RECORDS Block Start

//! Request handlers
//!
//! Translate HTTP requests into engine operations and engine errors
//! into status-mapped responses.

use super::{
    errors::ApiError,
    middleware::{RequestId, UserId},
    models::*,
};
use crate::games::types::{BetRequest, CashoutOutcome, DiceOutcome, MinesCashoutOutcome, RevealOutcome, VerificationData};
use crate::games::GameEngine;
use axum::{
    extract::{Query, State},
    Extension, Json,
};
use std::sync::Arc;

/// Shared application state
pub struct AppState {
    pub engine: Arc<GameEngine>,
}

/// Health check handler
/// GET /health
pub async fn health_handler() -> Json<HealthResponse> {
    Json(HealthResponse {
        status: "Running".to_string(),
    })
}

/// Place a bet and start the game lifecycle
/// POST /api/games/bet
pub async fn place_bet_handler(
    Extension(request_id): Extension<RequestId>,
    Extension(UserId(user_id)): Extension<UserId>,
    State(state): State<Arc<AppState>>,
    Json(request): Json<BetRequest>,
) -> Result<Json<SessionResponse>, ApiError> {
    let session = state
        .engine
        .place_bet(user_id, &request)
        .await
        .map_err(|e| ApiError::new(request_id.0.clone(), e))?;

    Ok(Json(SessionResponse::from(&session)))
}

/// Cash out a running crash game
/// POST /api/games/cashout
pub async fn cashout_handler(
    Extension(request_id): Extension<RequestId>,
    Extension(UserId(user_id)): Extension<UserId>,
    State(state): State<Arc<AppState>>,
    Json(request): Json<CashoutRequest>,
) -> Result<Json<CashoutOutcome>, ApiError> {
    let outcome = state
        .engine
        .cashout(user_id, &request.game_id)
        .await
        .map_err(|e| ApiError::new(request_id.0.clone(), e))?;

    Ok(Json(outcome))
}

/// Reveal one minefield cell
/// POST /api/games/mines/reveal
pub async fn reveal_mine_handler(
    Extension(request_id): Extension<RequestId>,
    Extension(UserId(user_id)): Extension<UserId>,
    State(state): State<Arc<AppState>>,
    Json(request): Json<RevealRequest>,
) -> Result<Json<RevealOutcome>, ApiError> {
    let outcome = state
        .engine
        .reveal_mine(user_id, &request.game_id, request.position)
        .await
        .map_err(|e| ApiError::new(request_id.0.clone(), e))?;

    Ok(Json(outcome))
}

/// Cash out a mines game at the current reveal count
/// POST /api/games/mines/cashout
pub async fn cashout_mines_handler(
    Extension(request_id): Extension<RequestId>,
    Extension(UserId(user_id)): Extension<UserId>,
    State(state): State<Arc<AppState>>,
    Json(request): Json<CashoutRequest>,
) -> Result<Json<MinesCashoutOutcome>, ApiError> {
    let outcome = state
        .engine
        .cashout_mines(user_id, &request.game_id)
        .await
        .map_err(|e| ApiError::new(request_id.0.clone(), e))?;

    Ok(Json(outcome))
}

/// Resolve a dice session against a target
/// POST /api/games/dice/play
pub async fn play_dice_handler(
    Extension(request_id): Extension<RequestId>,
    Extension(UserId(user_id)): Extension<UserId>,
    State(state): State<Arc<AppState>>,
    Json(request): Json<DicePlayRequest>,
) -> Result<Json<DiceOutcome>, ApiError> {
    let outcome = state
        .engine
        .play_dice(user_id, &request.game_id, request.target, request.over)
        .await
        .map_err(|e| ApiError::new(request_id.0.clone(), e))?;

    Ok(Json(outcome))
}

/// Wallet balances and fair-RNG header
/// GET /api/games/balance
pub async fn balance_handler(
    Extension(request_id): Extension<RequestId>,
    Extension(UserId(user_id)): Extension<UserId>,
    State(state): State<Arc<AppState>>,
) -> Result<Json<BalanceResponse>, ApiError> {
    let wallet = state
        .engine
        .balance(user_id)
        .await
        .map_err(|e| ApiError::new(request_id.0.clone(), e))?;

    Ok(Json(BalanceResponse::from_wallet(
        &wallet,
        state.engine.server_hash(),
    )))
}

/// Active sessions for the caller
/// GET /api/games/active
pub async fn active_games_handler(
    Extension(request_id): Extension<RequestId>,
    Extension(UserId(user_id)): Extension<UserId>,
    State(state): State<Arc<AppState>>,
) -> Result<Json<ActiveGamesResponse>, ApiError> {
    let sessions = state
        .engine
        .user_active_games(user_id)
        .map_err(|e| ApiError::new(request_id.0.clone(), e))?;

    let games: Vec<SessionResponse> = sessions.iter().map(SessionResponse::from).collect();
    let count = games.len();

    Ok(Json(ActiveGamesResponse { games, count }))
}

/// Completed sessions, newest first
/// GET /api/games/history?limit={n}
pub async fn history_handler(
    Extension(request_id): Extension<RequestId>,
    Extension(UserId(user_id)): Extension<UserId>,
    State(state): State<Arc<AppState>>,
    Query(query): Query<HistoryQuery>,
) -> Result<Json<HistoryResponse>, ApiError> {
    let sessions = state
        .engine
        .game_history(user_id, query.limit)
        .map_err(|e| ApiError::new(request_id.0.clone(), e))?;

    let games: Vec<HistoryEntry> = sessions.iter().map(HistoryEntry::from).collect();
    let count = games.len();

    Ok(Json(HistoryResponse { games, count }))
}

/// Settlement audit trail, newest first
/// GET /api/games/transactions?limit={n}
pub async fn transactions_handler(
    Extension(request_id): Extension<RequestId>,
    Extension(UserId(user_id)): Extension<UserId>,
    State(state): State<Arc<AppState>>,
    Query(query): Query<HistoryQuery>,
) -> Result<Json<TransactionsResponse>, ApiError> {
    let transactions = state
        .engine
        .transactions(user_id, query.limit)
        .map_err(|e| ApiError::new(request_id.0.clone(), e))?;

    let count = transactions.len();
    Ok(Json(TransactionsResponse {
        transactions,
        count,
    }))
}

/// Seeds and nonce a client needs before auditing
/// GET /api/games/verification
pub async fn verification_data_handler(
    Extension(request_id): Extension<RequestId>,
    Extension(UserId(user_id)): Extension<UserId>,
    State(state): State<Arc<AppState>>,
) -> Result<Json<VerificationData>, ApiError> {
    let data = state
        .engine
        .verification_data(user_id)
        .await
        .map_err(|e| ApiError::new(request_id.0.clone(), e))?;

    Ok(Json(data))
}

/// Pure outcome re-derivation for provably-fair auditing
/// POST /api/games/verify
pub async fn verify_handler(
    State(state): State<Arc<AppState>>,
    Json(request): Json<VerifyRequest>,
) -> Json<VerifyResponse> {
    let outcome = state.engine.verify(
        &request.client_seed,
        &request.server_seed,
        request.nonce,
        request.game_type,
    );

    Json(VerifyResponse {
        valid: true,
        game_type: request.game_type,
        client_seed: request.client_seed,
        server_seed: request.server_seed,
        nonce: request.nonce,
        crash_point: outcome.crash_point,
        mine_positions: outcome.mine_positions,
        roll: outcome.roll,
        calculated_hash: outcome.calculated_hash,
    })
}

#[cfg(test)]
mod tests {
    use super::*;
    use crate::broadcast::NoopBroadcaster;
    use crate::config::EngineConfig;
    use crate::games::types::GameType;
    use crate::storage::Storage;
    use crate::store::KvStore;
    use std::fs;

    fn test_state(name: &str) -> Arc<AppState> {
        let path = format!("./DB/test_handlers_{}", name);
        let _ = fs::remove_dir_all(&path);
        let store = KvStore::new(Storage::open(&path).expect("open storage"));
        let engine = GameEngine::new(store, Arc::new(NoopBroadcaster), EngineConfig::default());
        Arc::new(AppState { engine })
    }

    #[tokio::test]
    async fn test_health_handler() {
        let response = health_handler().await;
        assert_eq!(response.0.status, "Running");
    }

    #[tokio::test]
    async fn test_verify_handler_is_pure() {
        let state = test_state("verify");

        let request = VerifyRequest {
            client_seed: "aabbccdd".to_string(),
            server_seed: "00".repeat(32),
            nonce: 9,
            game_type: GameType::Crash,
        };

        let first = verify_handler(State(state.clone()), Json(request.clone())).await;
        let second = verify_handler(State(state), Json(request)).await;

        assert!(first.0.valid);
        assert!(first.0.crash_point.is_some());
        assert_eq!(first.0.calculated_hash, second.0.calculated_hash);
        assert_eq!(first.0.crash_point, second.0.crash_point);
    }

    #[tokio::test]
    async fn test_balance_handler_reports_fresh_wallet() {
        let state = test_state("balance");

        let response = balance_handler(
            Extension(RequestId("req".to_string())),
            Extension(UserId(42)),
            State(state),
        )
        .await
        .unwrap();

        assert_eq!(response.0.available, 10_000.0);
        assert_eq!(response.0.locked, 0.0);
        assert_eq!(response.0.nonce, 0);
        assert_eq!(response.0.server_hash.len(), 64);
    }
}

RECORDS Block End

WHAT TO PRODUCE ::
Every line of the entries that includes "count" must be copied into the answer.

OUTPUT FOR THIS EXERCISE ::
/// Cash out a mines game at the current reveal count
    let count = games.len();
    Ok(Json(ActiveGamesResponse { games, count }))
    let count = games.len();
    Ok(Json(HistoryResponse { games, count }))
    let count = transactions.len();
        count,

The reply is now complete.